Exercise input -
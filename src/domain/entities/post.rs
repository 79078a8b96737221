//! Entité post de blog.

use mongodb::bson::{DateTime, oid::ObjectId};
use serde::{Deserialize, Serialize};

/// Post de blog (collection `posts`).
///
/// L'auteur est optionnel : les posts créés sans authentification n'en ont
/// pas, et le reste du code doit le tolérer.
#[derive(Debug, Clone, Serialize, Deserialize)]
#[serde(rename_all = "camelCase")]
pub struct Post {
    #[serde(rename = "_id", skip_serializing_if = "Option::is_none")]
    pub id: Option<ObjectId>,
    pub title: String,
    pub content: String,
    /// Référence vers l'utilisateur auteur, si connue.
    #[serde(default, skip_serializing_if = "Option::is_none")]
    pub author: Option<ObjectId>,
    pub created_at: DateTime,
}

impl Post {
    /// Crée un nouveau post, sans auteur.
    pub fn new(title: String, content: String) -> Self {
        Self {
            id: None,
            title,
            content,
            author: None,
            created_at: DateTime::now(),
        }
    }

    /// Identifiant sous forme de chaîne hexadécimale, si inséré.
    pub fn id_string(&self) -> Option<String> {
        self.id.map(|id| id.to_hex())
    }
}
//! # Service utilisateurs
//!
//! Inscription et administration des comptes. Les mots de passe sont hachés
//! avec bcrypt (coût 10, comme le service d'origine) avant toute insertion ;
//! le mot de passe en clair ne quitte jamais ce module.

use mongodb::bson::oid::ObjectId;

use crate::domain::dto::{MessageResponse, RegisterRequest, UserDetail, UserSummary};
use crate::domain::entities::User;
use crate::errors::{AppError, AppResult};
use crate::repositories::UserRepository;

/// Coût bcrypt utilisé pour le hachage des mots de passe.
const BCRYPT_COST: u32 = 10;

/// Service de gestion des utilisateurs.
#[derive(Clone)]
pub struct UserService {
    repo: UserRepository,
}

impl UserService {
    pub fn new(repo: UserRepository) -> Self {
        Self { repo }
    }

    /// Inscrit un nouvel utilisateur.
    ///
    /// # Errors
    ///
    /// * `AppError::Conflict` - email déjà utilisé
    /// * `AppError::Internal` - échec du hachage bcrypt
    /// * `AppError::Database` - erreur MongoDB
    pub async fn register(&self, request: RegisterRequest) -> AppResult<MessageResponse> {
        if self.repo.find_by_email(&request.email).await?.is_some() {
            return Err(AppError::Conflict("Cet email est déjà utilisé.".to_string()));
        }

        let password_hash = bcrypt::hash(&request.password, BCRYPT_COST)
            .map_err(|e| AppError::Internal(format!("Hachage du mot de passe: {}", e)))?;

        let user = User::new(request.email, password_hash);
        self.repo.insert(&user).await?;

        log::info!("Utilisateur créé: {}", user.email);
        Ok(MessageResponse::new("Utilisateur créé."))
    }

    /// Liste tous les utilisateurs en projection réduite (email, isAdmin).
    pub async fn list_users(&self) -> AppResult<Vec<UserSummary>> {
        let users = self.repo.find_all().await?;
        Ok(users.into_iter().map(UserSummary::from).collect())
    }

    /// Détail d'un utilisateur, sans le mot de passe.
    ///
    /// # Errors
    ///
    /// * `AppError::NotFound` - identifiant inconnu ou malformé
    pub async fn get_user(&self, id: &str) -> AppResult<UserDetail> {
        let object_id = parse_user_id(id)?;
        let user = self
            .repo
            .find_by_id(&object_id)
            .await?
            .ok_or_else(|| AppError::NotFound("Utilisateur non trouvé.".to_string()))?;

        Ok(UserDetail::from(user))
    }

    /// Supprime un utilisateur.
    ///
    /// # Errors
    ///
    /// * `AppError::NotFound` - identifiant inconnu ou malformé
    pub async fn delete_user(&self, id: &str) -> AppResult<MessageResponse> {
        let object_id = parse_user_id(id)?;
        if !self.repo.delete_by_id(&object_id).await? {
            return Err(AppError::NotFound("Utilisateur non trouvé.".to_string()));
        }

        log::info!("Utilisateur supprimé: {}", id);
        Ok(MessageResponse::new("Utilisateur supprimé."))
    }
}

/// Un identifiant malformé désigne forcément un utilisateur inexistant.
fn parse_user_id(id: &str) -> AppResult<ObjectId> {
    ObjectId::parse_str(id).map_err(|_| AppError::NotFound("Utilisateur non trouvé.".to_string()))
}

#[cfg(test)]
mod tests {
    use super::*;

    #[test]
    fn test_malformed_id_maps_to_not_found() {
        let err = parse_user_id("pas-un-objectid").unwrap_err();
        assert!(matches!(err, AppError::NotFound(_)));
    }

    #[test]
    fn test_valid_object_id_is_parsed() {
        let id = ObjectId::new();
        assert_eq!(parse_user_id(&id.to_hex()).unwrap(), id);
    }
}
//! Point d'entrée du backend de blog.
//!
//! Démarre le serveur HTTP Actix-web, initialise la connexion MongoDB et
//! construit explicitement les services avant de les injecter dans
//! l'application. Configuration par variables d'environnement (fichiers
//! `.env` par profil).

use actix_cors::Cors;
use actix_web::{App, HttpServer, middleware, web};
use dotenv::dotenv;
use env_logger::Env;
use log::{error, info};

use blog_service_backend::config::{DatabaseConfig, JwtConfig, ServerConfig};
use blog_service_backend::db::Database;
use blog_service_backend::repositories::{PostRepository, UserRepository};
use blog_service_backend::routes::configure_all_routes;
use blog_service_backend::services::posts::PostService;
use blog_service_backend::services::users::UserService;

#[actix_web::main]
async fn main() -> std::io::Result<()> {
    load_env_file();
    init_logging();

    info!("🚀 Démarrage du backend de blog...");

    // Configuration lue une seule fois, injectée ensuite.
    let jwt_config = JwtConfig::from_env();
    let server_config = ServerConfig::from_env();
    let database_config = DatabaseConfig::from_env();

    // Connexion MongoDB, vérifiée par ping.
    let database = Database::connect(&database_config)
        .await
        .expect("Connexion MongoDB échouée");

    // Construction explicite des services.
    let user_service = UserService::new(UserRepository::new(&database));
    let post_service = PostService::new(PostRepository::new(&database));

    let bind_address = server_config.bind_address();
    info!("🌐 Serveur en écoute sur http://{}", bind_address);
    info!("📍 Health check: http://{}/health", bind_address);

    HttpServer::new(move || {
        let jwt_config = jwt_config.clone();

        App::new()
            .wrap(configure_cors())
            .wrap(middleware::Logger::default())
            .wrap(middleware::NormalizePath::trim())
            .app_data(web::Data::new(user_service.clone()))
            .app_data(web::Data::new(post_service.clone()))
            .configure(|cfg| configure_all_routes(cfg, &jwt_config))
    })
    .bind(bind_address)?
    .workers(4)
    .run()
    .await
}

/// Charge le fichier d'environnement selon le profil actif.
///
/// `PROFILE=prod` charge `.env.prod`, `PROFILE=dev` charge `.env.dev`,
/// sinon le `.env` par défaut.
fn load_env_file() {
    let profile = std::env::var("PROFILE").unwrap_or_else(|_| "dev".to_string());

    match profile.as_str() {
        "prod" => match dotenv::from_filename(".env.prod") {
            Ok(_) => info!("Fichier .env.prod chargé"),
            Err(e) => error!("Échec du chargement de .env.prod: {}", e),
        },
        "dev" => match dotenv::from_filename(".env.dev") {
            Ok(_) => info!("Fichier .env.dev chargé"),
            Err(e) => error!("Échec du chargement de .env.dev: {}", e),
        },
        _ => {
            dotenv().ok();
            info!("Fichier .env par défaut chargé");
        }
    }
}

/// Initialise la journalisation depuis `RUST_LOG` (défaut: info).
fn init_logging() {
    env_logger::init_from_env(Env::default().default_filter_or("info,actix_web=debug"));
}

/// CORS permissif, comme le service d'origine.
fn configure_cors() -> Cors {
    Cors::default()
        .allow_any_origin()
        .allow_any_method()
        .allow_any_header()
        .max_age(3600)
}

What is expected -
Write every entry out again. Keep each one exact.

Response area -
filename src/domain/entities/post.rs
repository 79078a8b96737221
//! Entité post de blog.

use mongodb::bson::{DateTime, oid::ObjectId};
use serde::{Deserialize, Serialize};

/// Post de blog (collection `posts`).
///
/// L'auteur est optionnel : les posts créés sans authentification n'en ont
/// pas, et le reste du code doit le tolérer.
#[derive(Debug, Clone, Serialize, Deserialize)]
#[serde(rename_all = "camelCase")]
pub struct Post {
    #[serde(rename = "_id", skip_serializing_if = "Option::is_none")]
    pub id: Option<ObjectId>,
    pub title: String,
    pub content: String,
    /// Référence vers l'utilisateur auteur, si connue.
    #[serde(default, skip_serializing_if = "Option::is_none")]
    pub author: Option<ObjectId>,
    pub created_at: DateTime,
}

impl Post {
    /// Crée un nouveau post, sans auteur.
    pub fn new(title: String, content: String) -> Self {
        Self {
            id: None,
            title,
            content,
            author: None,
            created_at: DateTime::now(),
        }
    }

    /// Identifiant sous forme de chaîne hexadécimale, si inséré.
    pub fn id_string(&self) -> Option<String> {
        self.id.map(|id| id.to_hex())
    }
}
//! # Service utilisateurs
//!
//! Inscription et administration des comptes. Les mots de passe sont hachés
//! avec bcrypt (coût 10, comme le service d'origine) avant toute insertion ;
//! le mot de passe en clair ne quitte jamais ce module.

use mongodb::bson::oid::ObjectId;

use crate::domain::dto::{MessageResponse, RegisterRequest, UserDetail, UserSummary};
use crate::domain::entities::User;
use crate::errors::{AppError, AppResult};
use crate::repositories::UserRepository;

/// Coût bcrypt utilisé pour le hachage des mots de passe.
const BCRYPT_COST: u32 = 10;

/// Service de gestion des utilisateurs.
#[derive(Clone)]
pub struct UserService {
    repo: UserRepository,
}

impl UserService {
    pub fn new(repo: UserRepository) -> Self {
        Self { repo }
    }

    /// Inscrit un nouvel utilisateur.
    ///
    /// # Errors
    ///
    /// * `AppError::Conflict` - email déjà utilisé
    /// * `AppError::Internal` - échec du hachage bcrypt
    /// * `AppError::Database` - erreur MongoDB
    pub async fn register(&self, request: RegisterRequest) -> AppResult<MessageResponse> {
        if self.repo.find_by_email(&request.email).await?.is_some() {
            return Err(AppError::Conflict("Cet email est déjà utilisé.".to_string()));
        }

        let password_hash = bcrypt::hash(&request.password, BCRYPT_COST)
            .map_err(|e| AppError::Internal(format!("Hachage du mot de passe: {}", e)))?;

        let user = User::new(request.email, password_hash);
        self.repo.insert(&user).await?;

        log::info!("Utilisateur créé: {}", user.email);
        Ok(MessageResponse::new("Utilisateur créé."))
    }

    /// Liste tous les utilisateurs en projection réduite (email, isAdmin).
    pub async fn list_users(&self) -> AppResult<Vec<UserSummary>> {
        let users = self.repo.find_all().await?;
        Ok(users.into_iter().map(UserSummary::from).collect())
    }

    /// Détail d'un utilisateur, sans le mot de passe.
    ///
    /// # Errors
    ///
    /// * `AppError::NotFound` - identifiant inconnu ou malformé
    pub async fn get_user(&self, id: &str) -> AppResult<UserDetail> {
        let object_id = parse_user_id(id)?;
        let user = self
            .repo
            .find_by_id(&object_id)
            .await?
            .ok_or_else(|| AppError::NotFound("Utilisateur non trouvé.".to_string()))?;

        Ok(UserDetail::from(user))
    }

    /// Supprime un utilisateur.
    ///
    /// # Errors
    ///
    /// * `AppError::NotFound` - identifiant inconnu ou malformé
    pub async fn delete_user(&self, id: &str) -> AppResult<MessageResponse> {
        let object_id = parse_user_id(id)?;
        if !self.repo.delete_by_id(&object_id).await? {
            return Err(AppError::NotFound("Utilisateur non trouvé.".to_string()));
        }

        log::info!("Utilisateur supprimé: {}", id);
        Ok(MessageResponse::new("Utilisateur supprimé."))
    }
}

/// Un identifiant malformé désigne forcément un utilisateur inexistant.
fn parse_user_id(id: &str) -> AppResult<ObjectId> {
    ObjectId::parse_str(id).map_err(|_| AppError::NotFound("Utilisateur non trouvé.".to_string()))
}

#[cfg(test)]
mod tests {
    use super::*;

    #[test]
    fn test_malformed_id_maps_to_not_found() {
        let err = parse_user_id("pas-un-objectid").unwrap_err();
        assert!(matches!(err, AppError::NotFound(_)));
    }

    #[test]
    fn test_valid_object_id_is_parsed() {
        let id = ObjectId::new();
        assert_eq!(parse_user_id(&id.to_hex()).unwrap(), id);
    }
}
//! Point d'entrée du backend de blog.
//!
//! Démarre le serveur HTTP Actix-web, initialise la connexion MongoDB et
//! construit explicitement les services avant de les injecter dans
//! l'application. Configuration par variables d'environnement (fichiers
//! `.env` par profil).

use actix_cors::Cors;
use actix_web::{App, HttpServer, middleware, web};
use dotenv::dotenv;
use env_logger::Env;
use log::{error, info};

use blog_service_backend::config::{DatabaseConfig, JwtConfig, ServerConfig};
use blog_service_backend::db::Database;
use blog_service_backend::repositories::{PostRepository, UserRepository};
use blog_service_backend::routes::configure_all_routes;
use blog_service_backend::services::posts::PostService;
use blog_service_backend::services::users::UserService;

#[actix_web::main]
async fn main() -> std::io::Result<()> {
    load_env_file();
    init_logging();

    info!("🚀 Démarrage du backend de blog...");

    // Configuration lue une seule fois, injectée ensuite.
    let jwt_config = JwtConfig::from_env();
    let server_config = ServerConfig::from_env();
    let database_config = DatabaseConfig::from_env();

    // Connexion MongoDB, vérifiée par ping.
    let database = Database::connect(&database_config)
        .await
        .expect("Connexion MongoDB échouée");

    // Construction explicite des services.
    let user_service = UserService::new(UserRepository::new(&database));
    let post_service = PostService::new(PostRepository::new(&database));

    let bind_address = server_config.bind_address();
    info!("🌐 Serveur en écoute sur http://{}", bind_address);
    info!("📍 Health check: http://{}/health", bind_address);

    HttpServer::new(move || {
        let jwt_config = jwt_config.clone();

        App::new()
            .wrap(configure_cors())
            .wrap(middleware::Logger::default())
            .wrap(middleware::NormalizePath::trim())
            .app_data(web::Data::new(user_service.clone()))
            .app_data(web::Data::new(post_service.clone()))
            .configure(|cfg| configure_all_routes(cfg, &jwt_config))
    })
    .bind(bind_address)?
    .workers(4)
    .run()
    .await
}

/// Charge le fichier d'environnement selon le profil actif.
///
/// `PROFILE=prod` charge `.env.prod`, `PROFILE=dev` charge `.env.dev`,
/// sinon le `.env` par défaut.
fn load_env_file() {
    let profile = std::env::var("PROFILE").unwrap_or_else(|_| "dev".to_string());

    match profile.as_str() {
        "prod" => match dotenv::from_filename(".env.prod") {
            Ok(_) => info!("Fichier .env.prod chargé"),
            Err(e) => error!("Échec du chargement de .env.prod: {}", e),
        },
        "dev" => match dotenv::from_filename(".env.dev") {
            Ok(_) => info!("Fichier .env.dev chargé"),
            Err(e) => error!("Échec du chargement de .env.dev: {}", e),
        },
        _ => {
            dotenv().ok();
            info!("Fichier .env par défaut chargé");
        }
    }
}

/// Initialise la journalisation depuis `RUST_LOG` (défaut: info).
fn init_logging() {
    env_logger::init_from_env(Env::default().default_filter_or("info,actix_web=debug"));
}

/// CORS permissif, comme le service d'origine.
fn configure_cors() -> Cors {
    Cors::default()
        .allow_any_origin()
        .allow_any_method()
        .allow_any_header()
        .max_age(3600)
}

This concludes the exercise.